My tongue went dry like an ocean in a spontaneously generated desert giving up it’s wetness and fresh greens..

It was Fred’s big brother, he legit caught us in the act. I’d keep wondering till tomorrow how that nigga knew my house though..

He dragged his lil brother off, beat him up right there in my presence and he done gave me a dirty look. What a bad name I’ve just earned myself omg..

I thought it was over until later that evening. We were having a round table family dinner and someone suddenly bumped into the house like a car that lost it’s control on a highway. Yo it was Fred’s uncle, deeead..

He exchanged pleasantries with dad and mum, excused my dad from the table and yo, the two stepped out to have a tête-à-tête.

The dryness in my tongue, the mild tachycardia, the few minutes hypertensive state and the tremors in my limbs are some events that would remain in my head till the day I bid farewell to the face of the earth 😔 😔..

Hey, few minutes later after the devil had visited, my dad stormed into the dining and rage was written all over his face as he charged towards me. Before I could utter a word to explain, his 30kg blows rained on me.

My mum screamed in confusion, she had no slight idea what was going on, she trynna interfere and she got her own share of the hell as a stool landed on her forehead, damn..

My dad had beaten me in the past. He abused me both physically and emotionally that I sometimes doubted he was my dad..

He was a reputable pastor that believed I should legit be someone who other youths should look up to, expected I should be perfect and all that, holy shit. In summary, I got hit for any slight mistake.

Fast forward, I went half dead for days, couldn’t talk and stuff.

There came the time when I was supposed to have my monthly menstrual period but yo, shit refused to show. Apparently, it was missed as a result of the trauma I had suffered but my parents got it bad once more..😔 😔

My mum asked me why this was so. Well, my voice had no enough oil to ignite, I couldn’t utter a word. Sadly, they done concluded I was pregnant..

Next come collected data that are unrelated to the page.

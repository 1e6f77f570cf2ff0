/// Name a slice's output CAR file. Grounded on `utils.go`'s `GenGraphName`:
/// a single-slice run gets the bare graph name, a multi-slice run gets a
/// `-total-N-part-k` suffix (`k` is 1-based).
#[must_use]
pub fn gen_graph_name(graph_name: &str, slice_index: usize, slice_total: u64) -> String {
    if slice_total <= 1 {
        format!("{graph_name}.car")
    } else {
        format!("{graph_name}-total-{slice_total}-part-{}.car", slice_index + 1)
    }
}

/// Pre-pass slice-count estimate used only to render `part-k-of-N` names
/// (spec.md §4.1: `FileCount(paths)` = `ceil(totalBytes / S)`).
///
/// This computes the literal ceiling division the spec defines, which is
/// not quite what `utils.go`'s `GetGraphCount` does (it adds 1
/// unconditionally, overcounting by one on an exact multiple) — the spec's
/// formula is authoritative here since it states the intended definition
/// directly rather than leaving it to the original's behavior.
#[must_use]
pub const fn slice_count_estimate(total_bytes: u64, slice_size: u64) -> u64 {
    if total_bytes == 0 {
        0
    } else {
        (total_bytes + slice_size - 1) / slice_size
    }
}

#[cfg(test)]
mod tests {
    use super::*;

    #[test]
    fn single_slice_name_has_no_suffix() {
        assert_eq!(gen_graph_name("mygraph", 0, 1), "mygraph.car");
    }

    #[test]
    fn multi_slice_name_is_one_indexed() {
        assert_eq!(
            gen_graph_name("mygraph", 0, 3),
            "mygraph-total-3-part-1.car"
        );
        assert_eq!(
            gen_graph_name("mygraph", 2, 3),
            "mygraph-total-3-part-3.car"
        );
    }

    #[test]
    fn estimate_is_exact_ceiling() {
        assert_eq!(slice_count_estimate(0, 1000), 0);
        assert_eq!(slice_count_estimate(1000, 1000), 1);
        assert_eq!(slice_count_estimate(1001, 1000), 2);
    }
}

Heyyyyyy, my dad yelled at me, called me a big disgrace and beat me up some more, I died on gawd..😔

Yo, on this fateful morning, my mama took me on a four hour journey to link up with a woman. I thought I was being relocated to a new environment anyways. But damn I thought wrong..

We landed in our destination and yo, this huge ugly-looking woman suddenly appeared to attend to me. I was immediately asked to strip naked and lay on her unfortunately constructed table. Even though I didn’t understand what was going on, I obeyed every damn instruction..

Ayye, while I was laying like a cadaver on this half wrecked table, that strange woman asked me to spread my legs wide. She brought out some dead ass looking rod made of steel. I became scared immediately I set my eyes on that shit, I struggled to fight off those niggas holding me down but hey, I was powerless..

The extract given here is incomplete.